Conduct Of The Army And Senate After The Death Of Aurelian.-Reigns Of Tacitus, Probus, Carus, And His Sons.

Part I

Such was the unhappy condition of the Roman emperors, that, whatever might be their conduct, their fate was commonly the same. A life of pleasure or virtue, of severity or mildness, of indolence or glory, alike led to an untimely grave; and almost every reign is closed by the same disgusting repetition of treason and murder. The death of Aurelian, however, is remarkable by its extraordinary consequences. The legions admired, lamented, and revenged their victorious chief. The artifice of his perfidious secretary was discovered and punished.
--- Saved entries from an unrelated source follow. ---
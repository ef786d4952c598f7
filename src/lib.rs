//! # deferred-task
//!
//! Deferred computations that run on background threads, with a monadic
//! interface for composing them.
//!
//! ## Overview
//!
//! A [`Task<T>`] starts its computation as soon as it is created and settles
//! exactly once, either resolved with a value or rejected with an error.
//! Failures, including panics, are captured and stay inert until someone
//! asks for them.
//!
//! - **Construction**: [`Task::new`], [`Task::on`], [`Task::spawn`], [`Task::pure`]
//! - **Composition** (non-blocking): [`Task::fmap`], [`Task::bind`], [`Task::or`],
//!   [`Task::or_fmap`], [`Task::zip`], [`Task::sequence`]
//! - **Observation**: [`Task::wait`], [`Task::value`], [`Task::value_or`],
//!   [`Task::to_result`], [`Task::to_maybe`], [`Task::state`]
//! - **Executors**: pluggable threading policy, see [`executor`]
//!
//! ## Feature Flags
//!
//! - `runtime` (default): the default executor is the blocking pool of a shared
//!   tokio runtime, configurable through [`executor::runtime`]
//! - `rayon`: [`executor::FixedPool`], a fixed-size thread pool
//!
//! Without `runtime`, the default executor spawns one thread per task.
//!
//! ## Example
//!
//! ```rust
//! use deferred_task::prelude::*;
//!
//! let price = Task::new(|| "120".parse::<u32>());
//! let quantity = Task::spawn(|| 3_u32);
//!
//! let total = price
//!     .zip_with(&quantity, |price, quantity| price * quantity)
//!     .or_fmap(|_| 0);
//!
//! assert_eq!(total.value().unwrap(), 360);
//! println!("{total}"); // Task(state=resolved value=360)
//! ```

#![forbid(unsafe_code)]
#![warn(missing_docs)]
#![warn(clippy::all)]
#![warn(clippy::pedantic)]
#![warn(clippy::nursery)]

/// Prelude module for convenient imports.
///
/// # Usage
///
/// ```rust
/// use deferred_task::prelude::*;
/// ```
pub mod prelude {
    pub use crate::error::{TaskError, UnwrapError};
    pub use crate::executor::{Executor, default_executor, immediate, thread_per_task};
    pub use crate::task::{Status, Task, TaskState};
}

pub mod error;
pub mod executor;
pub mod task;

pub use error::{Abandoned, BoxError, Panicked, TaskError, UnwrapError};
pub use task::{Status, Task, TaskState};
The deluded conspirators attended the funeral of their injured sovereign, with sincere or well-feigned contrition, and submitted to the unanimous resolution of the military order, which was signified by the following epistle: «The brave and fortunate armies to the senate and people of Rome.-The crime of one man, and the error of many, have deprived us of the late emperor Aurelian. May it please you, venerable lords and fathers! to place him in the number of the gods, and to appoint a successor whom your judgment shall declare worthy of the Imperial purple! None of those whose guilt or misfortune have contributed to our loss, shall ever reign over us.»[1108] The Roman senators heard, without surprise, that another emperor had been assassinated in his camp; they secretly rejoiced in the fall of Aurelian; but the modest and dutiful address of the legions, when it was communicated in full assembly by the consul, diffused the most pleasing astonishment. Such honors as fear and perhaps esteem could extort, they liberally poured forth on the memory of their deceased sovereign. Such acknowledgments as gratitude could inspire, they returned to the faithful armies of the republic, who entertained so just a sense of the legal authority of the senate in the choice of an emperor. Yet, notwithstanding this flattering appeal, the most prudent of the assembly declined exposing their safety and dignity to the caprice of an armed multitude. The strength of the legions was, indeed, a pledge of their sincerity, since those who may command are seldom reduced to the necessity of dissembling; but could it naturally be expected, that a hasty repentance would correct the inveterate habits of fourscore years? Should the soldiers relapse into their accustomed seditions, their insolence might disgrace the majesty of the senate, and prove fatal to the object of its choice. Motives like these dictated a decree, by which the election of a new emperor was referred to the suffrage of the military order.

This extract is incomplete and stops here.